Those of you who follow us on twitter may recall that earlier this week we shared a BBC article reflecting on the apparent increase in cycling. Our observation of the aforementioned article(and dismay) noted, with regret, that according to the adjoining visuals ‘cycling’ equates to ‘lycra’ and is seemingly to be understood as a ‘sporting activity’.
There are good reasons to be concerned by the dominant media assumption thatcycling is positioned as a special interest category. Special clothing, principles of competition andelite persons capable of mind boggling endurance are undoubtedly good for sport. Theyinspire millions of people to fill vast stadiums on a weekly basis. They are however unlikely and impractical tools for encouraging a basic shift in the way ordinary people choose to travel and that’s a problem.
The same problem arises (at the opposite end of the spectrum) when local government spends millions on canals while leaving the local school run to feel like the death run of the city’s children on a daily basis. How come we can cover miles of canal towpath but we can't make the few yards around a primary school safe for vulnerable road users? Surely that's insane? A tiny number of our city’s population live in housing adjacent to canals. Subtract from that the number of those persons put off by the need to contest with several flights of stares. Subtract again those whose detination is nowhere near a canal and you quickly begin to understand why Birmingham’s Cycling Revolution is being colloquially renamed the ‘Birmingham Canal Revolution’. Canal’s are largely about leisure, recreation, occasional activity (unless you fill them in ;-)) not the mass moblisation of normal behaviour. Resurfacing canal tow path is beginning to feel like a 1950's view of child behaviour, 'never heard, barely seen'.

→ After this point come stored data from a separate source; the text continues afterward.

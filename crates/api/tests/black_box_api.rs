use std::sync::Arc;
use std::time::Duration;

use async_trait::async_trait;
use reqwest::StatusCode;
use serde_json::{json, Value};

use commitpulse_api::app::services::{AppServices, Collaborators};
use commitpulse_core::AccountId;
use commitpulse_infra::config::JobSystemConfig;
use commitpulse_infra::jobs::{FetchDiffData, HandlerError};
use commitpulse_infra::pipeline::{
    DiffProvider, DiffStatSummaryGenerator, InMemoryCommitStore, InMemoryCreditLedger,
    LogEmailSender,
};

const BILLING_URL: &str = "https://billing.example.com/upgrade";

const DIFF: &str = "\
diff --git a/src/main.rs b/src/main.rs
--- a/src/main.rs
+++ b/src/main.rs
@@ -1 +1,2 @@
-fn main() {}
+fn main() { run(); }
+fn run() {}
";

struct FixedDiff;

#[async_trait]
impl DiffProvider for FixedDiff {
    async fn fetch_diff(&self, _request: &FetchDiffData) -> Result<String, HandlerError> {
        Ok(DIFF.to_string())
    }
}

struct TestServer {
    base_url: String,
    services: Arc<AppServices>,
    ledger: Arc<InMemoryCreditLedger>,
    handle: tokio::task::JoinHandle<()>,
}

impl TestServer {
    async fn spawn() -> Self {
        let config = JobSystemConfig::default()
            .with_poll_interval(Duration::from_millis(20))
            .with_billing_url(BILLING_URL);

        let ledger = Arc::new(InMemoryCreditLedger::new());
        let collaborators = Collaborators {
            ledger: ledger.clone(),
            diffs: Arc::new(FixedDiff),
            summaries: Arc::new(DiffStatSummaryGenerator),
            emails: Arc::new(LogEmailSender),
            commits: Arc::new(InMemoryCommitStore::new()),
        };
        let services = Arc::new(AppServices::in_memory(config, collaborators));

        // Same router as prod, bound to an ephemeral port.
        let app = commitpulse_api::app::router(services.clone());
        let listener = tokio::net::TcpListener::bind("127.0.0.1:0")
            .await
            .expect("failed to bind ephemeral port");
        let addr = listener.local_addr().unwrap();
        let base_url = format!("http://{}", addr);

        let handle = tokio::spawn(async move {
            axum::serve(listener, app).await.unwrap();
        });

        Self {
            base_url,
            services,
            ledger,
            handle,
        }
    }

    fn url(&self, path: &str) -> String {
        format!("{}{}", self.base_url, path)
    }
}

impl Drop for TestServer {
    fn drop(&mut self) {
        self.handle.abort();
    }
}

fn fetch_diff_job(priority: i32) -> Value {
    json!({
        "type": "fetch_diff",
        "data": { "owner": "octo", "repo": "hello", "sha": "abc1234" },
        "priority": priority
    })
}

async fn create_job(client: &reqwest::Client, server: &TestServer, body: Value) -> Value {
    let res = client
        .post(server.url("/jobs"))
        .json(&body)
        .send()
        .await
        .unwrap();
    assert_eq!(res.status(), StatusCode::CREATED);
    res.json().await.unwrap()
}

fn commit_request(account_id: AccountId) -> Value {
    json!({
        "account_id": account_id,
        "project_id": uuid::Uuid::now_v7(),
        "owner": "octo",
        "repo": "hello",
        "sha": "abc1234def",
        "message": "Add run entrypoint",
        "author": "mona",
        "branch": "main"
    })
}

async fn wait_for_status(
    client: &reqwest::Client,
    server: &TestServer,
    id: &str,
    status: &str,
) -> Value {
    for _ in 0..200 {
        let job: Value = client
            .get(server.url(&format!("/jobs/{id}")))
            .send()
            .await
            .unwrap()
            .json()
            .await
            .unwrap();

        if job["status"] == status {
            return job;
        }

        tokio::time::sleep(Duration::from_millis(10)).await;
    }

    panic!("job {id} did not reach {status} within timeout");
}

#[tokio::test]
async fn health_is_public_and_reports_job_system() {
    let server = TestServer::spawn().await;
    let client = reqwest::Client::new();

    let res = client.get(server.url("/health")).send().await.unwrap();
    assert_eq!(res.status(), StatusCode::OK);

    let body: Value = res.json().await.unwrap();
    assert_eq!(body["status"], "ok");
    assert_eq!(body["job_system_running"], false);
}

#[tokio::test]
async fn create_then_get_job_round_trips() {
    let server = TestServer::spawn().await;
    let client = reqwest::Client::new();

    let created = create_job(&client, &server, fetch_diff_job(5)).await;
    assert_eq!(created["type"], "fetch_diff");
    assert_eq!(created["status"], "pending");
    assert_eq!(created["attempts"], 0);
    assert_eq!(created["max_attempts"], 3);

    let id = created["id"].as_str().unwrap();
    let res = client
        .get(server.url(&format!("/jobs/{id}")))
        .send()
        .await
        .unwrap();
    assert_eq!(res.status(), StatusCode::OK);
    let fetched: Value = res.json().await.unwrap();
    assert_eq!(fetched["id"], created["id"]);
    assert_eq!(fetched["data"]["sha"], "abc1234");
}

#[tokio::test]
async fn invalid_payloads_and_ids_are_rejected() {
    let server = TestServer::spawn().await;
    let client = reqwest::Client::new();

    let res = client
        .post(server.url("/jobs"))
        .json(&json!({ "type": "fetch_diff", "data": { "owner": "octo", "repo": "hello", "sha": "nothex!" } }))
        .send()
        .await
        .unwrap();
    assert_eq!(res.status(), StatusCode::BAD_REQUEST);
    let body: Value = res.json().await.unwrap();
    assert_eq!(body["error"], "validation_error");

    let res = client
        .post(server.url("/jobs"))
        .json(&json!({ "type": "render_video", "data": {} }))
        .send()
        .await
        .unwrap();
    assert_eq!(res.status(), StatusCode::BAD_REQUEST);

    let res = client.get(server.url("/jobs/not-a-uuid")).send().await.unwrap();
    assert_eq!(res.status(), StatusCode::BAD_REQUEST);
    let body: Value = res.json().await.unwrap();
    assert_eq!(body["error"], "invalid_id");

    let res = client
        .get(server.url(&format!("/jobs/{}", uuid::Uuid::now_v7())))
        .send()
        .await
        .unwrap();
    assert_eq!(res.status(), StatusCode::NOT_FOUND);

    let res = client
        .get(server.url("/jobs?status=sleeping"))
        .send()
        .await
        .unwrap();
    assert_eq!(res.status(), StatusCode::BAD_REQUEST);
}

#[tokio::test]
async fn dependency_cycle_is_a_conflict() {
    let server = TestServer::spawn().await;
    let client = reqwest::Client::new();

    let a = create_job(&client, &server, fetch_diff_job(0)).await;
    let b = create_job(&client, &server, fetch_diff_job(0)).await;
    let (a, b) = (a["id"].as_str().unwrap(), b["id"].as_str().unwrap());

    let res = client
        .post(server.url(&format!("/jobs/{b}/dependencies")))
        .json(&json!({ "depends_on_id": a }))
        .send()
        .await
        .unwrap();
    assert_eq!(res.status(), StatusCode::CREATED);

    let res = client
        .post(server.url(&format!("/jobs/{a}/dependencies")))
        .json(&json!({ "depends_on_id": b }))
        .send()
        .await
        .unwrap();
    assert_eq!(res.status(), StatusCode::CONFLICT);
    let body: Value = res.json().await.unwrap();
    assert_eq!(body["error"], "dependency_cycle");

    let deps: Value = client
        .get(server.url(&format!("/jobs/{b}/dependencies")))
        .send()
        .await
        .unwrap()
        .json()
        .await
        .unwrap();
    assert_eq!(deps.as_array().unwrap().len(), 1);
    assert_eq!(deps[0]["depends_on_job_id"], a);

    let res = client
        .delete(server.url(&format!("/jobs/{b}/dependencies/{a}")))
        .send()
        .await
        .unwrap();
    assert_eq!(res.status(), StatusCode::OK);

    let res = client
        .delete(server.url(&format!("/jobs/{b}/dependencies/{a}")))
        .send()
        .await
        .unwrap();
    assert_eq!(res.status(), StatusCode::NOT_FOUND);
}

#[tokio::test]
async fn ready_queue_orders_by_priority_and_skips_blocked_jobs() {
    let server = TestServer::spawn().await;
    let client = reqwest::Client::new();

    let low = create_job(&client, &server, fetch_diff_job(1)).await;
    let high = create_job(&client, &server, fetch_diff_job(90)).await;
    let blocked = create_job(&client, &server, fetch_diff_job(100)).await;

    let res = client
        .post(server.url(&format!("/jobs/{}/dependencies", blocked["id"].as_str().unwrap())))
        .json(&json!({ "depends_on_id": low["id"] }))
        .send()
        .await
        .unwrap();
    assert_eq!(res.status(), StatusCode::CREATED);

    let ready: Value = client
        .get(server.url("/queue/ready?limit=10"))
        .send()
        .await
        .unwrap()
        .json()
        .await
        .unwrap();

    let ids: Vec<&Value> = ready.as_array().unwrap().iter().map(|j| &j["id"]).collect();
    assert_eq!(ids, vec![&high["id"], &low["id"]]);

    let stats: Value = client
        .get(server.url("/queue/stats"))
        .send()
        .await
        .unwrap()
        .json()
        .await
        .unwrap();
    assert_eq!(stats["total"], 3);
    assert_eq!(stats["processor"]["processed"], 0);
}

#[tokio::test]
async fn failing_a_job_is_terminal() {
    let server = TestServer::spawn().await;
    let client = reqwest::Client::new();

    let job = create_job(&client, &server, fetch_diff_job(0)).await;
    let id = job["id"].as_str().unwrap();

    let res = client
        .post(server.url(&format!("/jobs/{id}/fail")))
        .json(&json!({ "message": "cancelled by operator" }))
        .send()
        .await
        .unwrap();
    assert_eq!(res.status(), StatusCode::OK);
    let failed: Value = res.json().await.unwrap();
    assert_eq!(failed["status"], "failed");
    assert_eq!(failed["error_message"], "cancelled by operator");

    let res = client
        .post(server.url(&format!("/jobs/{id}/fail")))
        .json(&json!({ "message": "cancelled twice" }))
        .send()
        .await
        .unwrap();
    assert_eq!(res.status(), StatusCode::CONFLICT);
    let body: Value = res.json().await.unwrap();
    assert_eq!(body["error"], "job_finished");

    let ready: Value = client
        .get(server.url("/queue/ready"))
        .send()
        .await
        .unwrap()
        .json()
        .await
        .unwrap();
    assert!(ready.as_array().unwrap().is_empty());
}

#[tokio::test]
async fn pipeline_without_credits_is_payment_required() {
    let server = TestServer::spawn().await;
    let client = reqwest::Client::new();

    let res = client
        .post(server.url("/pipelines/commits"))
        .json(&commit_request(AccountId::new()))
        .send()
        .await
        .unwrap();
    assert_eq!(res.status(), StatusCode::PAYMENT_REQUIRED);

    let body: Value = res.json().await.unwrap();
    assert_eq!(body["error"], "insufficient_credits");
    assert_eq!(body["billing_url"], BILLING_URL);

    let stats: Value = client
        .get(server.url("/queue/stats"))
        .send()
        .await
        .unwrap()
        .json()
        .await
        .unwrap();
    assert_eq!(stats["total"], 0);
}

#[tokio::test]
async fn admitted_pipeline_runs_to_completion() {
    let server = TestServer::spawn().await;
    let client = reqwest::Client::new();

    let account = AccountId::new();
    server.ledger.set_balance(account, 10);

    let res = client
        .post(server.url("/pipelines/commits"))
        .json(&commit_request(account))
        .send()
        .await
        .unwrap();
    assert_eq!(res.status(), StatusCode::CREATED);
    let jobs: Value = res.json().await.unwrap();
    assert_eq!(jobs["fetch_diff"]["priority"], 70);
    assert_eq!(jobs["generate_summary"]["priority"], 60);
    assert!(jobs["send_email"].is_null());

    server.services.system.start().await;

    let summary_id = jobs["generate_summary"]["id"].as_str().unwrap();
    let summary = wait_for_status(&client, &server, summary_id, "completed").await;
    assert!(summary["result"]["summary_length"].as_u64().unwrap() > 0);

    let fetch_id = jobs["fetch_diff"]["id"].as_str().unwrap();
    let fetch = wait_for_status(&client, &server, fetch_id, "completed").await;
    assert_eq!(fetch["result"]["stats"]["files_changed"], 1);
    assert_eq!(fetch["result"]["stats"]["additions"], 2);
    assert_eq!(fetch["result"]["stats"]["deletions"], 1);

    server.services.system.stop().await;
}

#[tokio::test]
async fn digest_without_eligible_commits_creates_nothing() {
    let server = TestServer::spawn().await;
    let client = reqwest::Client::new();

    let res = client
        .post(server.url("/pipelines/digests"))
        .json(&json!({
            "project_id": uuid::Uuid::now_v7(),
            "recipients": ["team@example.com"]
        }))
        .send()
        .await
        .unwrap();
    assert_eq!(res.status(), StatusCode::OK);
    let body: Value = res.json().await.unwrap();
    assert_eq!(body["outcome"], "no_eligible_commits");
}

To report on cycling almost always in the context of either sport or recreation is also just plain lazy. It is a form of journalism which blindly and willingly ignores the fact that for millions of people across the globe riding a bike is simply their most viable means of mobility. It's not ambitious or heroic it's just normal. The bike is what takes cleaners and brain surgeons to work while buses sleep and car parks require mortgages, it is what takes children to school and keeps them out of obesity clinics, it is what takes graduates into research laboratories and pensioners into the joys of later life.
According to the 2011 DfT report ‘Climate Change and Transport Choices’ 62% of the population have never so much as considered making more journeys by bike. That’s a colossal number of people and a worrying statistic. At least it is worrying if you believe that the best way to knock down a wall is to repeatedly bang your head against it’s strongest cross section. Read the report another way and 35% of those who answered have considered but declined cycling. 35% is a HUGE number of people for whom the possibility of cycling is in their phsyche (week sections of the wall waiting to fall), a potential saving of millions of tons of carbon emissions, trillions of pounds taken off the National Health Service and Trillions more added to a the British economy due to an increase in their productivity.
35% who need not to be put off by images of people adorning pot bellies and ill fitting lycra but who need to be aided and supported simply to ride a bike where they can, when they can because they can.
What if 2016 was the year we talked less about cycling and more about the joy of riding a bike? Some will go fast, have amazing pb’s and wear high end kit while others will not even understand what any of that means, and it’s ALL ok!
Truth is, we don’t need a cycling revolution we need a riding revolution. We don’t need olympic gold (nice though that would be) we need safe junctions and protected cycle lanes. We don’t need to know who beat who at the weekend’s non competitive (cough cough) sportive, we need great people capable of encouraging friends and neighbors to ‘come for a ride’ because that’s how you build a revolution.